A la maison, Yannis commence à jouer avec ses deux frère et sœur, « à s’intégrer ». Un cap décisif selon son père, qui guette désormais le prochain. « Le plus beau cadeau serait que mon fils me parle rapidement. Et qu’il souffle la bougie de son gâteau d’anniversaire en sachant que c’est le sien », lâche Nacer Toualbia. A l’école Emile-Combes, un « timer » retentit dans la salle de classe. C’est l’heure de la récréation pour les huit élèves de l’UEM. Ils en partagent une partie avec toutes les classes et déjeunent aussi, chaque midi, avec les autres enfants.
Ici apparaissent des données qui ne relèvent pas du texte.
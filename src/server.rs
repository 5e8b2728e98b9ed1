//! axum host for the handshake
//!
//! Wires [`IndieAuthClient`] to HTTP routes:
//!
//! | Route                         | Purpose                                   |
//! |-------------------------------|-------------------------------------------|
//! | `GET /?me=..&next=..&scope=..` | start the authorization flow             |
//! | `GET /login?me=..&next=..`    | start the sign-in-only flow               |
//! | registered callback paths     | finish a flow and hand off the result     |
//!
//! Sessions are kept in memory and keyed by a random id stored in a cookie.
//! Callback routes are registered explicitly through [`CallbackRoute`]; each
//! carries the handler that turns the final [`AuthResult`] into a response.

use std::collections::HashMap;
use std::sync::Arc;

use axum::extract::{Query, State};
use axum::http::StatusCode;
use axum::response::{IntoResponse, Redirect, Response};
use axum::routing::get;
use axum::{Json, Router};
use serde::Deserialize;
use tokio::sync::{Mutex, OwnedMutexGuard};
use tower_cookies::cookie::SameSite;
use tower_cookies::{Cookie, CookieManagerLayer, Cookies};

use crate::auth::http::ReqwestHttpClient;
use crate::auth::result::{AuthResult, CallbackParams};
use crate::auth::session::MemorySession;
use crate::auth::IndieAuthClient;
use crate::config::Config;
use crate::error::{IndieAuthError, Result};

/// Name of the cookie carrying the session id.
pub const SESSION_COOKIE: &str = "indieauth_session";

/// Default path of the sign-in-only callback.
pub const AUTHENTICATE_CALLBACK_PATH: &str = "/callback/authenticate";

/// Default path of the authorization callback.
pub const AUTHORIZE_CALLBACK_PATH: &str = "/callback/authorize";

/// Which handshake a callback finishes.
#[derive(Debug, Clone, Copy, PartialEq, Eq, Hash)]
pub enum FlowKind {
    /// Identity only.
    Authenticate,
    /// Identity plus access token.
    Authorize,
}

/// Turns a finished handshake into the response sent to the user agent.
pub type CallbackHandler = Arc<dyn Fn(AuthResult) -> Response + Send + Sync>;

/// A callback path bound to the flow it finishes and the handler receiving
/// the result.
#[derive(Clone)]
pub struct CallbackRoute {
    /// Route path, e.g. `/callback/authorize`.
    pub path: String,
    /// The flow this route finishes.
    pub kind: FlowKind,
    /// Receives the [`AuthResult`].
    pub handler: CallbackHandler,
}

impl CallbackRoute {
    /// Binds `handler` to `path` for the given flow.
    pub fn new<F>(path: impl Into<String>, kind: FlowKind, handler: F) -> Self
    where
        F: Fn(AuthResult) -> Response + Send + Sync + 'static,
    {
        Self {
            path: path.into(),
            kind,
            handler: Arc::new(handler),
        }
    }
}

/// Callback routes that answer with the [`AuthResult`] as JSON.
pub fn default_callbacks() -> Vec<CallbackRoute> {
    let render = |result: AuthResult| {
        let status = if result.is_authenticated() {
            StatusCode::OK
        } else {
            StatusCode::UNAUTHORIZED
        };
        (status, Json(result)).into_response()
    };

    vec![
        CallbackRoute::new(AUTHENTICATE_CALLBACK_PATH, FlowKind::Authenticate, render),
        CallbackRoute::new(AUTHORIZE_CALLBACK_PATH, FlowKind::Authorize, render),
    ]
}

/// In-memory sessions keyed by cookie id.
///
/// Each session sits behind its own lock, held for the whole of a start or
/// callback request, so two requests carrying the same cookie run one after
/// the other and a `state` can only be consumed once.
#[derive(Debug, Clone, Default)]
pub struct SessionRegistry {
    sessions: Arc<Mutex<HashMap<String, Arc<Mutex<MemorySession>>>>>,
}

impl SessionRegistry {
    /// Locks the session, creating an empty one if needed.
    async fn acquire(&self, id: &str) -> OwnedMutexGuard<MemorySession> {
        let slot = {
            let mut sessions = self.sessions.lock().await;
            Arc::clone(sessions.entry(id.to_string()).or_default())
        };
        slot.lock_owned().await
    }

    /// Unlocks the session. An empty session nobody else is waiting on is
    /// dropped.
    async fn release(&self, id: &str, guard: OwnedMutexGuard<MemorySession>) {
        let empty = guard.is_empty();
        drop(guard);
        if !empty {
            return;
        }

        let mut sessions = self.sessions.lock().await;
        // Slots are only cloned under the registry lock, so a count of one
        // means no other request holds or awaits this session.
        let idle = sessions.get(id).is_some_and(|slot| {
            Arc::strong_count(slot) == 1 && slot.try_lock().is_ok_and(|s| s.is_empty())
        });
        if idle {
            sessions.remove(id);
        }
    }

    /// Number of sessions currently holding handshake state.
    pub async fn len(&self) -> usize {
        self.sessions.lock().await.len()
    }

    /// Returns `true` when no session holds handshake state.
    pub async fn is_empty(&self) -> bool {
        self.len().await == 0
    }
}

#[derive(Clone)]
struct AppState {
    client: IndieAuthClient,
    sessions: SessionRegistry,
    external_url: String,
    callback_paths: Arc<HashMap<FlowKind, String>>,
}

impl AppState {
    fn url_for(&self, path: &str) -> String {
        format!("{}{}", self.external_url.trim_end_matches('/'), path)
    }

    fn callback_url(&self, kind: FlowKind) -> Option<String> {
        let path = self.callback_paths.get(&kind)?;
        Some(self.url_for(path))
    }
}

#[derive(Debug, Deserialize)]
struct StartParams {
    me: Option<String>,
    next: Option<String>,
    scope: Option<String>,
}

/// Builds the router.
///
/// `external_url` is the externally reachable base URL used to build the
/// `redirect_uri` of each callback. When several callbacks are registered for
/// the same [`FlowKind`], the last one is used for redirects.
pub fn build_router(
    client: IndieAuthClient,
    sessions: SessionRegistry,
    external_url: impl Into<String>,
    callbacks: Vec<CallbackRoute>,
) -> Router {
    let callback_paths = callbacks
        .iter()
        .map(|route| (route.kind, route.path.clone()))
        .collect::<HashMap<_, _>>();

    let state = AppState {
        client,
        sessions,
        external_url: external_url.into(),
        callback_paths: Arc::new(callback_paths),
    };

    let mut router = Router::new()
        .route("/", get(start_authorization))
        .route("/login", get(start_authentication));

    for route in callbacks {
        let CallbackRoute {
            path,
            kind,
            handler,
        } = route;
        let route_path = path.clone();
        router = router.route(
            &route_path,
            get(
                move |State(state): State<AppState>,
                      cookies: Cookies,
                      Query(params): Query<CallbackParams>| async move {
                    let redirect_uri = state.url_for(&path);
                    finish(state, cookies, kind, &redirect_uri, params, handler).await
                },
            ),
        );
    }

    router.layer(CookieManagerLayer::new()).with_state(state)
}

/// Runs the host until the process is stopped.
///
/// # Errors
///
/// Returns an error if the HTTP client cannot be built or the listener
/// cannot bind.
pub async fn serve(config: &Config) -> Result<()> {
    let http = Arc::new(ReqwestHttpClient::from_config(&config.http)?);
    let client = IndieAuthClient::new(http, config.client.clone());
    let router = build_router(
        client,
        SessionRegistry::default(),
        config.server.external_url.clone(),
        default_callbacks(),
    );

    let listener = tokio::net::TcpListener::bind(&config.server.bind)
        .await
        .map_err(IndieAuthError::Io)?;
    tracing::info!(
        bind = %config.server.bind,
        external_url = %config.server.external_url,
        "listening"
    );

    axum::serve(listener, router).await.map_err(IndieAuthError::Io)?;
    Ok(())
}

/// Returns the session id from the cookie, creating one if needed.
fn session_id(cookies: &Cookies) -> String {
    if let Some(cookie) = cookies.get(SESSION_COOKIE) {
        return cookie.value().to_string();
    }

    let id = uuid::Uuid::new_v4().to_string();
    let cookie = Cookie::build((SESSION_COOKIE, id.clone()))
        .path("/")
        .http_only(true)
        .same_site(SameSite::Lax)
        .build();
    cookies.add(cookie);
    id
}

async fn start_authorization(
    State(state): State<AppState>,
    cookies: Cookies,
    Query(params): Query<StartParams>,
) -> Response {
    start(state, cookies, FlowKind::Authorize, params).await
}

async fn start_authentication(
    State(state): State<AppState>,
    cookies: Cookies,
    Query(params): Query<StartParams>,
) -> Response {
    start(state, cookies, FlowKind::Authenticate, params).await
}

async fn start(state: AppState, cookies: Cookies, kind: FlowKind, params: StartParams) -> Response {
    let Some(me) = params.me.filter(|m| !m.trim().is_empty()) else {
        return (StatusCode::BAD_REQUEST, "missing me parameter").into_response();
    };

    let Some(redirect_uri) = state.callback_url(kind) else {
        tracing::error!(?kind, "no callback route registered");
        return (StatusCode::INTERNAL_SERVER_ERROR, "no callback route registered")
            .into_response();
    };

    let id = session_id(&cookies);
    let mut session = state.sessions.acquire(&id).await;

    let redirect = match kind {
        FlowKind::Authenticate => {
            state
                .client
                .start_authentication(&mut *session, &me, &redirect_uri, params.next.as_deref())
                .await
        }
        FlowKind::Authorize => {
            state
                .client
                .start_authorization(
                    &mut *session,
                    &me,
                    &redirect_uri,
                    params.next.as_deref(),
                    params.scope.as_deref(),
                )
                .await
        }
    };

    state.sessions.release(&id, session).await;

    match redirect {
        Ok(redirect) => Redirect::to(&redirect.location).into_response(),
        Err(e) => {
            tracing::warn!(error = %e, "could not start handshake");
            (StatusCode::BAD_REQUEST, e.to_string()).into_response()
        }
    }
}

async fn finish(
    state: AppState,
    cookies: Cookies,
    kind: FlowKind,
    redirect_uri: &str,
    params: CallbackParams,
    handler: CallbackHandler,
) -> Response {
    let id = session_id(&cookies);
    let mut session = state.sessions.acquire(&id).await;

    let result = match kind {
        FlowKind::Authenticate => {
            state
                .client
                .handle_authentication_callback(&mut *session, &params, redirect_uri)
                .await
        }
        FlowKind::Authorize => {
            state
                .client
                .handle_authorization_callback(&mut *session, &params, redirect_uri)
                .await
        }
    };

    state.sessions.release(&id, session).await;

    handler(result)
}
Pris dans leur univers, Yann et Léon déambulent, seuls dans la cour et dans leur coin. Yannis s’essaie au tricycle. Lucia a retrouvé ses amies. Une chenille s’improvise, les rires et les cris fusent. La petite fille a été invitée à un anniversaire. L’équipe de l’UEM de Saintes sourit, enthousiaste : « Une première en trois ans ! »

Des unités d’élite

Les unités d’enseignement en maternelle (UEM) ont pour objet d’améliorer l’articulation entre les secteurs scolaire et médico-social par un travail conjoint, avec, en ligne de mire pour chaque enfant atteint de troubles autistiques, un retour rapide vers une scolarité « classique » ou, à défaut, une orientation plus adaptée à ses besoins. Les premières UEM ont été ouvertes en septembre 2014 et disposent toutes de sept ou huit places. L’ambition assignée par le gouvernement dans le cadre du troisième plan « autisme » lancé en 2013 était d’en compter, au minimum, une par département d’ici à la fin 2017 (un quatrième plan est attendu vers le début avril). Plus de 110 unités fonctionnent désormais, pour un budget annuel de 30,8 millions d’euros, sans compter le financement des postes d’enseignants. Actuellement, les enfants scolarisés en UEM représentent 10 % des autistes inscrits dans une école classique. Selon un rapport de l’inspection générale des affaires sociales (IGAS) de mai 2017, il s’agit d’enfants qui n’auraient pas été scolarisés en milieu ordinaire et qui représentent plus du double des enfants avec TSA des mêmes classes d’âge accueillis dans le médico-social.

L’autisme pour les « nuls »…

L’autisme est un trouble du neurodéveloppement qui se manifeste de façon précoce chez l’enfant. Les principaux symptômes en sont des interactions sociales limitées ainsi que des troubles de la communication et du comportement (intérêts restreints ou répétitifs). La notion de « troubles du spectre de l’autisme » (TSA) est aujourd’hui préférée au terme plus restrictif d’« autisme », car elle prend mieux en compte la diversité des profils. Celle de « troubles envahissants du développement » (TED) est également employée au plan international. En effet, les manifestations de l’autisme varient d’un enfant à l’autre, mais aussi, avec le temps, chez un même enfant. Les autistes ne partagent le plus souvent qu’un seul point commun : la difficulté à comprendre les codes sociaux et de communication. Au-delà, les troubles varient jusqu’aux cas les plus sévères (tels que l’absence de langage et d’intérêt pour les apprentissages). Les TSA sont d’origine multifactorielle, à la fois génétique et liée à l’environnement. Les causes restent ainsi largement méconnues. En France, les données manquent cruellement pour quantifier les TSA. Selon la Haute Autorité de santé (HAS), la prévalence serait d’une personne sur 150. Les associations avancent une autre estimation : 1 naissance sur 100, voire plus. Près de 650 000 personnes seraient atteintes de TSA en France.